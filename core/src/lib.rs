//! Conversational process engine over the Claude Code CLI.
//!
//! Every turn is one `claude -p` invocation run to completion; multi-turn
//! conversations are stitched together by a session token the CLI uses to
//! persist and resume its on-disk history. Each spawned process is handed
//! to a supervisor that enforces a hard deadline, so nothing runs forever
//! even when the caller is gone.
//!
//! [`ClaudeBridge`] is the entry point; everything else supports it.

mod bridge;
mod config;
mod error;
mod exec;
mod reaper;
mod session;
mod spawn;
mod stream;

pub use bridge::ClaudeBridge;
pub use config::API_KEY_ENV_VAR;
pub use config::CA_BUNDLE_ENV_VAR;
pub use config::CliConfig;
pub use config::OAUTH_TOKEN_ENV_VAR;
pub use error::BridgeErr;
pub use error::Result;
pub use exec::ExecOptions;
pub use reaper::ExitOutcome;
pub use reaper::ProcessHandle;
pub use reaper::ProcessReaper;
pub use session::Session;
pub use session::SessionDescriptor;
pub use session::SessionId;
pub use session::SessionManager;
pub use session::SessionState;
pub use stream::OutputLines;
==
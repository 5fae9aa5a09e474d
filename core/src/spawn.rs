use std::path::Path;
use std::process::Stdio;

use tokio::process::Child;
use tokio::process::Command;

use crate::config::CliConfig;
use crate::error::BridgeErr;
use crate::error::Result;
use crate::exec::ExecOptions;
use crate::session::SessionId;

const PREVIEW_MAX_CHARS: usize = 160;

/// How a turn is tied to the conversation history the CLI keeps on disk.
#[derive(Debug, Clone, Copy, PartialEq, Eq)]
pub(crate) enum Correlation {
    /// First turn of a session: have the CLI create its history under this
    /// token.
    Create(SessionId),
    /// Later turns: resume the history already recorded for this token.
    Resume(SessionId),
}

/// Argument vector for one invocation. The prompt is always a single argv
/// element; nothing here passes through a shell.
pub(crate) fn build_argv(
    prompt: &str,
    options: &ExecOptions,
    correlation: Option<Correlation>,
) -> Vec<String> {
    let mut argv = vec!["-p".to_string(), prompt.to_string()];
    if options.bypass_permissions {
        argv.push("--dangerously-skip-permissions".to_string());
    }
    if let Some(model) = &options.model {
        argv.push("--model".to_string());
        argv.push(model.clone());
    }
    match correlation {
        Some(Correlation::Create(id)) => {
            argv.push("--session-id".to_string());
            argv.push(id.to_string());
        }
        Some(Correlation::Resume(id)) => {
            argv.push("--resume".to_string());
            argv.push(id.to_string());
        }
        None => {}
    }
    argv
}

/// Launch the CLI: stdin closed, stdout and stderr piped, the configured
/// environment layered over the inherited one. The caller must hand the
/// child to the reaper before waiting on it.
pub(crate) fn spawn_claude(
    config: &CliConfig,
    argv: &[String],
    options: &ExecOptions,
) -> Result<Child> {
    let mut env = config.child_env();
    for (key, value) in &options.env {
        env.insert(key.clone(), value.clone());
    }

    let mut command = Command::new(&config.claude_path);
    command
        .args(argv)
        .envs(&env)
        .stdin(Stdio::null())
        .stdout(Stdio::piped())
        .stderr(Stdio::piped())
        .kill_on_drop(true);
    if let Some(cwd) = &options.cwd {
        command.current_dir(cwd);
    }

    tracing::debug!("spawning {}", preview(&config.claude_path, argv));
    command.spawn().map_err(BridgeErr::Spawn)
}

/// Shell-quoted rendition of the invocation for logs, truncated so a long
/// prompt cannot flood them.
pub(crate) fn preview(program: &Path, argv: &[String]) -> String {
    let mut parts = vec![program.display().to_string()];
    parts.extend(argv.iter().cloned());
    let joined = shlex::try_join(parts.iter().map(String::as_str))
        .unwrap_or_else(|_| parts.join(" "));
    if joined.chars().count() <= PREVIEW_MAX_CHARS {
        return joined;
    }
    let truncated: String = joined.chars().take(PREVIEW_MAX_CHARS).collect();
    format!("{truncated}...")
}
==
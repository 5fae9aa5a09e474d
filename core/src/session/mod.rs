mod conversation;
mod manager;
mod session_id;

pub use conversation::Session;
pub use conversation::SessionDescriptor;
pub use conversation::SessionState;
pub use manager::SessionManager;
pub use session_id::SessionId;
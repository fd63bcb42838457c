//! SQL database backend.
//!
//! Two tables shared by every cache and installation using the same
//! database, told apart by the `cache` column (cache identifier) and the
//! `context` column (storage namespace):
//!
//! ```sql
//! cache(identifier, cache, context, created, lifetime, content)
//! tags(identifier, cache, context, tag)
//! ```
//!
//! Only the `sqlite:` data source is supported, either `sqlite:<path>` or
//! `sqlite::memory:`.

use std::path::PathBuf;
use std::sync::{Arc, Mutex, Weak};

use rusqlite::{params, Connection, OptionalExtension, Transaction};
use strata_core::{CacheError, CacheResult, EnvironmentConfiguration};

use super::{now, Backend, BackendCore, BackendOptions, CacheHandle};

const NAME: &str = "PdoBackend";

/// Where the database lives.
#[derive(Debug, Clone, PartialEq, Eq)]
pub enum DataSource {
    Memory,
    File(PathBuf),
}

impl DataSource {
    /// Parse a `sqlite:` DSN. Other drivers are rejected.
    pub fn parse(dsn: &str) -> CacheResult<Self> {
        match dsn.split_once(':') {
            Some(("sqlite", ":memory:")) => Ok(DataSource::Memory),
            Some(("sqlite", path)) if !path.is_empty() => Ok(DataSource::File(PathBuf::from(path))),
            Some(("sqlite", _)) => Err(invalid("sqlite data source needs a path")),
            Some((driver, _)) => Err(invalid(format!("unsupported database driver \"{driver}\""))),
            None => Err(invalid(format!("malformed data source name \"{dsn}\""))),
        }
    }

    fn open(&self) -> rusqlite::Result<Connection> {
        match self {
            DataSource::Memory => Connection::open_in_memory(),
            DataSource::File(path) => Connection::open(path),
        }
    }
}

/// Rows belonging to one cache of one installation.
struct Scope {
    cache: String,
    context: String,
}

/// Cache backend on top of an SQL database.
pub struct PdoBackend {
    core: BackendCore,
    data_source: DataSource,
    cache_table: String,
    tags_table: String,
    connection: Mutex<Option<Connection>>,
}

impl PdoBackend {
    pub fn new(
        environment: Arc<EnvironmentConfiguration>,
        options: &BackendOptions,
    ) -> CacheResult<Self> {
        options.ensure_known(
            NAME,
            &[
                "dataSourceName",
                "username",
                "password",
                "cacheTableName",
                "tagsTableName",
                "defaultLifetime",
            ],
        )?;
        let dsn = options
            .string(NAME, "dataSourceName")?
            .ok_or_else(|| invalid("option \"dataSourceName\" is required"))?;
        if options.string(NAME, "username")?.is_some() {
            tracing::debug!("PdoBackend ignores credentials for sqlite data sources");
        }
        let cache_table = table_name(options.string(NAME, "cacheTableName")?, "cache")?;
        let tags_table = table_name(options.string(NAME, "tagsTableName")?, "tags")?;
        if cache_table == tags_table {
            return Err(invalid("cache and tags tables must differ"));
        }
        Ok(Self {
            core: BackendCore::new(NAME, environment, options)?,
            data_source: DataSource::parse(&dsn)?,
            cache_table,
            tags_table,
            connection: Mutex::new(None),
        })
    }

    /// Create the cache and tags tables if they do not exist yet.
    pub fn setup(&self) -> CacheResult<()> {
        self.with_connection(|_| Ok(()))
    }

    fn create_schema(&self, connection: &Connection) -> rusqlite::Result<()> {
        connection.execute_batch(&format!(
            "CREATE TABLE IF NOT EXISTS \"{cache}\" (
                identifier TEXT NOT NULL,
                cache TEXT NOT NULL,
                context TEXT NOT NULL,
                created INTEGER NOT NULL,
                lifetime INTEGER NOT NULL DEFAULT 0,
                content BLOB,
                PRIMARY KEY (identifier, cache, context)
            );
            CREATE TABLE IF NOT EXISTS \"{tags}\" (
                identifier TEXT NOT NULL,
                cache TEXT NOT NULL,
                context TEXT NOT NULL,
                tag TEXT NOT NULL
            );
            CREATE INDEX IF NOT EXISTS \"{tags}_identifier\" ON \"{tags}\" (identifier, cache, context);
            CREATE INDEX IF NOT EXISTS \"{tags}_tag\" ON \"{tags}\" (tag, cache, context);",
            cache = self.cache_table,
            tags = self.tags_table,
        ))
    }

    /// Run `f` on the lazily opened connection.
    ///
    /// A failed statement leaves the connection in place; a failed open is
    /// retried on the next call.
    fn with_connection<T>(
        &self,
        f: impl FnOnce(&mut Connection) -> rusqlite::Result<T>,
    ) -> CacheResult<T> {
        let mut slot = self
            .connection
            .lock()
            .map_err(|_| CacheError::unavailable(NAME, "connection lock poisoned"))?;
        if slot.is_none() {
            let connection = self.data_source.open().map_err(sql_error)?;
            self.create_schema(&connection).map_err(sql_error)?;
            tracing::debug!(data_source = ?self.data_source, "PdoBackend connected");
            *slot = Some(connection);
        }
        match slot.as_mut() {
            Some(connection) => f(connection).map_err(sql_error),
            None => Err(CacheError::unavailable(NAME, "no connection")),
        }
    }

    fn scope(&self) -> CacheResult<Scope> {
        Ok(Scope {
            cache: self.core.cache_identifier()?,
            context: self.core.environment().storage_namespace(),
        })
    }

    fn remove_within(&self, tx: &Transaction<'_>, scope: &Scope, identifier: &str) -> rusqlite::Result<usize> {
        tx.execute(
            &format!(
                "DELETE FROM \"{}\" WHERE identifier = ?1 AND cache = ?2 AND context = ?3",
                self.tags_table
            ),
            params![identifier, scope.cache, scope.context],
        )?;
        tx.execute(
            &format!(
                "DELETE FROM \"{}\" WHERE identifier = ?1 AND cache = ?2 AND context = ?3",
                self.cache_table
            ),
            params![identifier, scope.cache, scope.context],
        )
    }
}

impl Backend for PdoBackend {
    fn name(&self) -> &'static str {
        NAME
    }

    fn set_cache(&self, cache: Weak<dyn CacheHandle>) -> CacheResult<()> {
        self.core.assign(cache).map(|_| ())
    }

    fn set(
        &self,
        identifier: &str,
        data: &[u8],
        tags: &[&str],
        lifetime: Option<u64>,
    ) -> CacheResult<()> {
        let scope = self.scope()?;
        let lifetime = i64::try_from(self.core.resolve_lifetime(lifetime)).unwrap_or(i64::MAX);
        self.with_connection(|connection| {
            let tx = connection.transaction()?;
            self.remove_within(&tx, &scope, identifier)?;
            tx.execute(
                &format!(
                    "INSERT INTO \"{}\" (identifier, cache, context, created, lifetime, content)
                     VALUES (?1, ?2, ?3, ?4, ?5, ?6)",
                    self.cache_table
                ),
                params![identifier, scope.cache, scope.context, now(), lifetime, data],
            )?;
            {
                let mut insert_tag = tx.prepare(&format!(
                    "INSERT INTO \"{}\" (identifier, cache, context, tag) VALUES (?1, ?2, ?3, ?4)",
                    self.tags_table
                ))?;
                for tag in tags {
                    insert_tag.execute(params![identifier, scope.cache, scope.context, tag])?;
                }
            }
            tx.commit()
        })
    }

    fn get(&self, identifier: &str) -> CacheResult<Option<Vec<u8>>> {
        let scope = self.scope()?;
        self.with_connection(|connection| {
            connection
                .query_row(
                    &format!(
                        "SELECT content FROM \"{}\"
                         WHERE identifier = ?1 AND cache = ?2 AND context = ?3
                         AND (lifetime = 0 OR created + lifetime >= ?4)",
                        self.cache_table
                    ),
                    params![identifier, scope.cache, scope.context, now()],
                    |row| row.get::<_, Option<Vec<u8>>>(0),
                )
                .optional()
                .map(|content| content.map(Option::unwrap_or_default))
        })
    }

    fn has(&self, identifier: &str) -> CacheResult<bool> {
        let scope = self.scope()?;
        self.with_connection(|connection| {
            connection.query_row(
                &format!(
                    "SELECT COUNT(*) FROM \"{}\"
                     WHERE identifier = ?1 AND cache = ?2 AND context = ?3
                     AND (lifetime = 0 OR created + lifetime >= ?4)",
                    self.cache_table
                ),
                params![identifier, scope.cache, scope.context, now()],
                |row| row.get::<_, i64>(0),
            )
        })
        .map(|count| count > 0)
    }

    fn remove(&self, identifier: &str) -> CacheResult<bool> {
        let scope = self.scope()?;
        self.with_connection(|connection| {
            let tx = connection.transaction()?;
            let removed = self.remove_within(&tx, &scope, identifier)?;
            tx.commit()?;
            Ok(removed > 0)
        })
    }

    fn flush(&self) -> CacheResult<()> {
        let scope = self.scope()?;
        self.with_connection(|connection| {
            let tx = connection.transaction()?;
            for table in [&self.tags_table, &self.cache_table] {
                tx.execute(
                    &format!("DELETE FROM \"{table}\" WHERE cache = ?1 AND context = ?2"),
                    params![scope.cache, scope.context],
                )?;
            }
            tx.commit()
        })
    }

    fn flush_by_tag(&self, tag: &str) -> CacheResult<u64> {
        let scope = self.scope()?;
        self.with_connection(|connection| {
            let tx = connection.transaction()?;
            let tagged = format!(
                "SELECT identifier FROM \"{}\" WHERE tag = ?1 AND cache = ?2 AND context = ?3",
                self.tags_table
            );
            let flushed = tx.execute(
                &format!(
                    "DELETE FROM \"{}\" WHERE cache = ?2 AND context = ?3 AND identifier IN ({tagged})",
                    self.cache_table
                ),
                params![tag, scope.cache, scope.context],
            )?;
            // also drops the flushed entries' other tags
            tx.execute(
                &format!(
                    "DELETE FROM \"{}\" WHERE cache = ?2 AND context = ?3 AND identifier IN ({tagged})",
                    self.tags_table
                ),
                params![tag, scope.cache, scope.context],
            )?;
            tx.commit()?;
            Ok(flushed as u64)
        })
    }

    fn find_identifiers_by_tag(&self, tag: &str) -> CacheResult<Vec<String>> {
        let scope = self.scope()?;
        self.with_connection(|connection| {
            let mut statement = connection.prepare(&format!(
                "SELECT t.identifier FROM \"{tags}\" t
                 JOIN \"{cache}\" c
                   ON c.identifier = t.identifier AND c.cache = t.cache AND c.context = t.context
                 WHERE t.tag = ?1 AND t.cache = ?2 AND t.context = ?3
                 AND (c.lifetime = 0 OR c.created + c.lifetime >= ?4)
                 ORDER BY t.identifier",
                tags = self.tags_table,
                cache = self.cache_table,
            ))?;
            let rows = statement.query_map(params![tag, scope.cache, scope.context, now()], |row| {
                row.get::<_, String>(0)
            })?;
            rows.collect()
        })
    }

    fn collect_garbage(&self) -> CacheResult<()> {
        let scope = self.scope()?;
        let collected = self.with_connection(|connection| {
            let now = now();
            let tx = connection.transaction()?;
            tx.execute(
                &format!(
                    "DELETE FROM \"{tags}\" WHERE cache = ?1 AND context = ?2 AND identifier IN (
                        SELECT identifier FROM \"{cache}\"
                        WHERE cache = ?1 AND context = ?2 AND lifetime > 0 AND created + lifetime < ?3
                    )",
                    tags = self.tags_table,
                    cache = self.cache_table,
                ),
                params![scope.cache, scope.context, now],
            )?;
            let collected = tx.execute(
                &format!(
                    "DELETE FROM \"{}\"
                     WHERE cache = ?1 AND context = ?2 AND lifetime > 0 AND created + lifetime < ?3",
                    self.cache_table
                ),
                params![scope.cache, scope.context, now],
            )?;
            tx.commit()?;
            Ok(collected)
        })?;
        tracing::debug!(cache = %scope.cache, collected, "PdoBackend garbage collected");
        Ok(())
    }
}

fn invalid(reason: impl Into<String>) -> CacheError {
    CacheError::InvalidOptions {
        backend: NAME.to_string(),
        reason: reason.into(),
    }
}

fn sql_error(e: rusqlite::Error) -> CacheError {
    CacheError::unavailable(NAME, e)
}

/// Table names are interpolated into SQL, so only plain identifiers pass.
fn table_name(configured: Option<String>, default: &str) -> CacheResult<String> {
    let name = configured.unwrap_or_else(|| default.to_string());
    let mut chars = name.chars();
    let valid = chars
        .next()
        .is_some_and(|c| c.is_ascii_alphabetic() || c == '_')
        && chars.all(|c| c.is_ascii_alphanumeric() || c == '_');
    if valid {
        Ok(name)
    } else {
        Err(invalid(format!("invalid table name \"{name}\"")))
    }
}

▸ **How to complete this task**
Copy out each line of the material that holds the word "stdout".

▸ **Output**
/// Launch the CLI: stdin closed, stdout and stderr piped, the configured
        .stdout(Stdio::piped())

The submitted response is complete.